Dr. Dharmendra S. Modha is an IBM Fellow and IBM Chief Scientist for Brain-inspired Computing. He is a Cognitive Computing pioneer who envisioned and now leads a highly successful effort to develop Brain-inspired Computers. The project has received ~$85 million in research funding from DARPA (under SyNAPSE Program), US Department of Defense, US Department of Energy, and Commercial Customers. The ground-breaking project is multi-disciplinary, multi-institutional, and mult-national and has a world-wide scientific impact. The resulting architecture, technology, and ecosystem breaks path with the prevailing von Neumann architecture (circa 1946) and constitutes a foundation for energy-efficient, scalable neuromorphic systems.

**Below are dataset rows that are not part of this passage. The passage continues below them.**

//! Integreat: an immigration research assistant.
//!
//! A single conversational agent is bound to the destination country the
//! user picked. Changing the country rebuilds the agent's persona while its
//! conversation memory carries over; questions are answered by an OpenAI chat
//! model that can search the web through SerpApi.
//!
//! # Quick Start
//!
//! ```no_run
//! use integreat::prelude::*;
//!
//! # async fn example() -> integreat::error::Result<()> {
//! let config = IntegreatConfig::load(None)?;
//! let session = AgentSessionManager::from_config(&config).await?;
//!
//! let answer = session.ask("What visa do I need?", AskMode::Direct).await?;
//! println!("{answer}");
//!
//! session.reinitialize("Germany").await?;
//! for entry in session.history() {
//!     println!("#{} {} -> {}", entry.sequence_index, entry.query, entry.response);
//! }
//! # Ok(())
//! # }
//! ```

pub mod agent;
pub mod config;
pub mod countries;
pub mod error;
pub mod generation;
pub mod persona;
pub mod prelude;
pub mod provider;
pub mod tools;
pub mod types;
pub mod util;

#[cfg(feature = "cli")]
pub mod cli;
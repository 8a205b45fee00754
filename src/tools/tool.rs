//! The capability seam between the tool loop and a concrete backend.

use async_trait::async_trait;

use super::arguments::ToolArguments;
use super::types::AgentToolParameters;
use crate::error::IntegreatError;
use crate::provider::ToolDefinition;

/// A capability the model may call by name while answering.
#[async_trait]
pub trait Tool: Send + Sync {
    fn name(&self) -> &str;

    /// Shown to the model; decides when it reaches for the tool.
    fn description(&self) -> &str;

    fn parameters(&self) -> &AgentToolParameters;

    /// Run one call. An `Err` is handed back to the model as an error result
    /// rather than failing the answer.
    async fn execute(&self, args: &ToolArguments) -> Result<serde_json::Value, IntegreatError>;

    /// How the tool is advertised in a provider request.
    fn definition(&self) -> ToolDefinition {
        ToolDefinition {
            name: self.name().to_string(),
            description: self.description().to_string(),
            parameters: self.parameters().schema.clone(),
        }
    }
}
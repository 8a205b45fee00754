//! Destination country catalog.
//!
//! Descriptive metadata for the destinations offered to the user: the
//! official government portal, a flag image path and the Yahoo Finance
//! currency ticker used for the exchange-rate chart. Only the presentation
//! layer reads this; the session manager accepts any country name.

use serde::{Deserialize, Serialize};

/// Country selected when nothing else is configured.
pub const DEFAULT_COUNTRY: &str = "Italy";

/// One destination and its presentation metadata.
#[derive(Debug, Clone, PartialEq, Eq, Serialize, Deserialize)]
pub struct Country {
    pub name: String,
    pub government_website: String,
    #[serde(default, skip_serializing_if = "Option::is_none")]
    pub flag_image: Option<String>,
    #[serde(default, skip_serializing_if = "Option::is_none")]
    pub currency_ticker: Option<String>,
}

impl Country {
    fn builtin(name: &str, website: &str, flag: &str, ticker: &str) -> Self {
        Self {
            name: name.to_string(),
            government_website: website.to_string(),
            flag_image: Some(format!("flags/{flag}.png")),
            currency_ticker: Some(ticker.to_string()),
        }
    }

    /// Quote currency of the ticker, e.g. `SEK` for `EURSEK=X`.
    pub fn quote_currency(&self) -> Option<&str> {
        let pair = self.currency_ticker.as_deref()?.split('=').next()?;
        pair.get(3..6).filter(|code| code.len() == 3)
    }
}

/// Ordered list of recognized destinations.
#[derive(Debug, Clone, PartialEq, Eq, Serialize, Deserialize)]
pub struct CountryCatalog {
    countries: Vec<Country>,
}

impl Default for CountryCatalog {
    fn default() -> Self {
        let countries = vec![
            Country::builtin("United States", "https://www.usa.gov/", "us", "EURUSD=X"),
            Country::builtin("Canada", "https://www.canada.ca/", "ca", "EURCAD=X"),
            Country::builtin("United Kingdom", "https://www.gov.uk/", "gb", "EURGBP=X"),
            Country::builtin("Australia", "https://www.australia.gov.au/", "au", "EURAUD=X"),
            Country::builtin("Germany", "https://www.bundesregierung.de/", "de", "EURUSD=X"),
            Country::builtin("France", "https://www.service-public.fr/", "fr", "EURUSD=X"),
            Country::builtin("Italy", "https://www.governo.it/", "it", "EURUSD=X"),
            Country::builtin("Spain", "https://www.lamoncloa.gob.es/", "es", "EURUSD=X"),
            Country::builtin("Netherlands", "https://www.government.nl/", "nl", "EURUSD=X"),
            Country::builtin("Sweden", "https://www.government.se/", "se", "EURSEK=X"),
            Country::builtin("Norway", "https://www.regjeringen.no/", "no", "EURNOK=X"),
            Country::builtin("Denmark", "https://www.denmark.dk/", "dk", "EURDKK=X"),
            Country::builtin("Finland", "https://valtioneuvosto.fi/en", "fi", "EURUSD=X"),
            Country::builtin("Switzerland", "https://www.admin.ch/", "ch", "EURCHF=X"),
            Country::builtin("Japan", "https://www.japan.go.jp/", "jp", "EURJPY=X"),
            Country::builtin("South Korea", "http://www.korea.net/", "kr", "EURKRW=X"),
            Country::builtin("India", "https://www.india.gov.in/", "in", "EURINR=X"),
            Country::builtin("Brazil", "https://www.gov.br/", "br", "EURBRL=X"),
            Country::builtin("Mexico", "https://www.gob.mx/", "mx", "EURMXN=X"),
            Country::builtin("South Africa", "https://www.gov.za/", "za", "EURZAR=X"),
        ];
        Self { countries }
    }
}

impl CountryCatalog {
    /// Build a catalog from an explicit list (e.g. a config file).
    pub fn new(countries: Vec<Country>) -> Self {
        Self { countries }
    }

    /// Look a destination up by name, ignoring case and surrounding whitespace.
    pub fn get(&self, name: &str) -> Option<&Country> {
        let name = name.trim();
        self.countries
            .iter()
            .find(|c| c.name.eq_ignore_ascii_case(name))
    }

    pub fn contains(&self, name: &str) -> bool {
        self.get(name).is_some()
    }

    pub fn names(&self) -> impl Iterator<Item = &str> {
        self.countries.iter().map(|c| c.name.as_str())
    }

    pub fn iter(&self) -> std::slice::Iter<'_, Country> {
        self.countries.iter()
    }

    pub fn len(&self) -> usize {
        self.countries.len()
    }

    pub fn is_empty(&self) -> bool {
        self.countries.is_empty()
    }
}
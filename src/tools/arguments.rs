//! Typed access to tool call arguments.

use crate::error::IntegreatError;

/// Wrapper around tool call arguments providing typed extraction.
#[derive(Debug, Clone)]
pub struct ToolArguments {
    value: serde_json::Value,
}

impl ToolArguments {
    /// Wrap raw arguments. Models sometimes send the JSON object as a string;
    /// such a string is parsed so that keyed lookups still work.
    pub fn new(value: serde_json::Value) -> Self {
        let value = match value {
            serde_json::Value::String(raw) => {
                serde_json::from_str(raw.trim()).unwrap_or(serde_json::Value::String(raw))
            }
            other => other,
        };
        Self { value }
    }

    /// Get the raw JSON value.
    pub fn raw(&self) -> &serde_json::Value {
        &self.value
    }

    /// Get a string argument by key.
    pub fn get_str(&self, key: &str) -> Result<&str, IntegreatError> {
        self.value
            .get(key)
            .and_then(|v| v.as_str())
            .ok_or_else(|| IntegreatError::InvalidArgument(format!("Missing string argument: {key}")))
    }

    /// Get an optional string argument.
    pub fn get_str_opt(&self, key: &str) -> Option<&str> {
        self.value.get(key).and_then(|v| v.as_str())
    }

    /// Get an optional integer argument.
    pub fn get_u64_opt(&self, key: &str) -> Option<u64> {
        self.value.get(key).and_then(|v| v.as_u64())
    }
}
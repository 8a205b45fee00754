//! Conversation memory shared by every agent a session builds.

use std::sync::Arc;

use tokio::sync::Mutex;

use crate::types::ModelMessage;

/// Manages a conversation's message history.
#[derive(Debug, Clone, Default)]
pub struct Conversation {
    messages: Vec<ModelMessage>,
}

impl Conversation {
    pub fn new() -> Self {
        Self::default()
    }

    /// Add a user message.
    pub fn add_user_message(&mut self, text: impl Into<String>) {
        self.messages.push(ModelMessage::user(text));
    }

    /// Add an assistant message.
    pub fn add_assistant_message(&mut self, text: impl Into<String>) {
        self.messages.push(ModelMessage::assistant(text));
    }

    /// Get all messages.
    pub fn messages(&self) -> &[ModelMessage] {
        &self.messages
    }

    /// Get the last N messages.
    pub fn last_n(&self, n: usize) -> &[ModelMessage] {
        let start = self.messages.len().saturating_sub(n);
        &self.messages[start..]
    }

    /// Clear all messages.
    pub fn clear(&mut self) {
        self.messages.clear();
    }

    /// Number of messages.
    pub fn len(&self) -> usize {
        self.messages.len()
    }

    pub fn is_empty(&self) -> bool {
        self.messages.is_empty()
    }
}

/// Cloneable handle to one [`Conversation`].
///
/// Clones share the same underlying conversation, so an agent rebuilt for a
/// new country keeps talking with the memory its predecessor accumulated.
#[derive(Debug, Clone, Default)]
pub struct ConversationMemory {
    inner: Arc<Mutex<Conversation>>,
}

impl ConversationMemory {
    pub fn new() -> Self {
        Self::default()
    }

    /// Messages to send as context, optionally limited to the most recent
    /// `window_turns` exchanges. A turn is always sent whole: the question
    /// together with the answer it got.
    pub async fn context(&self, window_turns: Option<usize>) -> Vec<ModelMessage> {
        let conversation = self.inner.lock().await;
        match window_turns {
            Some(turns) => conversation.last_n(turns.saturating_mul(2)).to_vec(),
            None => conversation.messages().to_vec(),
        }
    }

    /// Record one completed exchange.
    pub async fn record_turn(&self, user: impl Into<String>, assistant: impl Into<String>) {
        let mut conversation = self.inner.lock().await;
        conversation.add_user_message(user);
        conversation.add_assistant_message(assistant);
    }

    pub async fn clear(&self) {
        self.inner.lock().await.clear();
    }

    pub async fn len(&self) -> usize {
        self.inner.lock().await.len()
    }

    pub async fn is_empty(&self) -> bool {
        self.inner.lock().await.is_empty()
    }

    /// Whether two handles point at the same conversation.
    pub fn shares_with(&self, other: &ConversationMemory) -> bool {
        Arc::ptr_eq(&self.inner, &other.inner)
    }
}
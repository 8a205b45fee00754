//! Tool system for function calling.

pub mod arguments;
pub mod search;
pub mod tool;
pub mod types;

pub use arguments::ToolArguments;
pub use search::{serpapi_search_tool, SerpApiSearch, SERPAPI_TOOL_NAME};
pub use tool::Tool;
pub use types::AgentToolParameters;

Dr. Modha’s work has been featured in many thousands of media articles including The Economist, Science, New York Times, Wall Street Journal, The Washington Post, BBC, CNN, PBS, Discover, MIT Technology Review, Associated Press, Communications of the ACM, IEEE Spectrum, Forbes, Fortune, Time, amongst many others. His work has been featured on covers of Science (twice), Communications of the ACM, and Scientific American.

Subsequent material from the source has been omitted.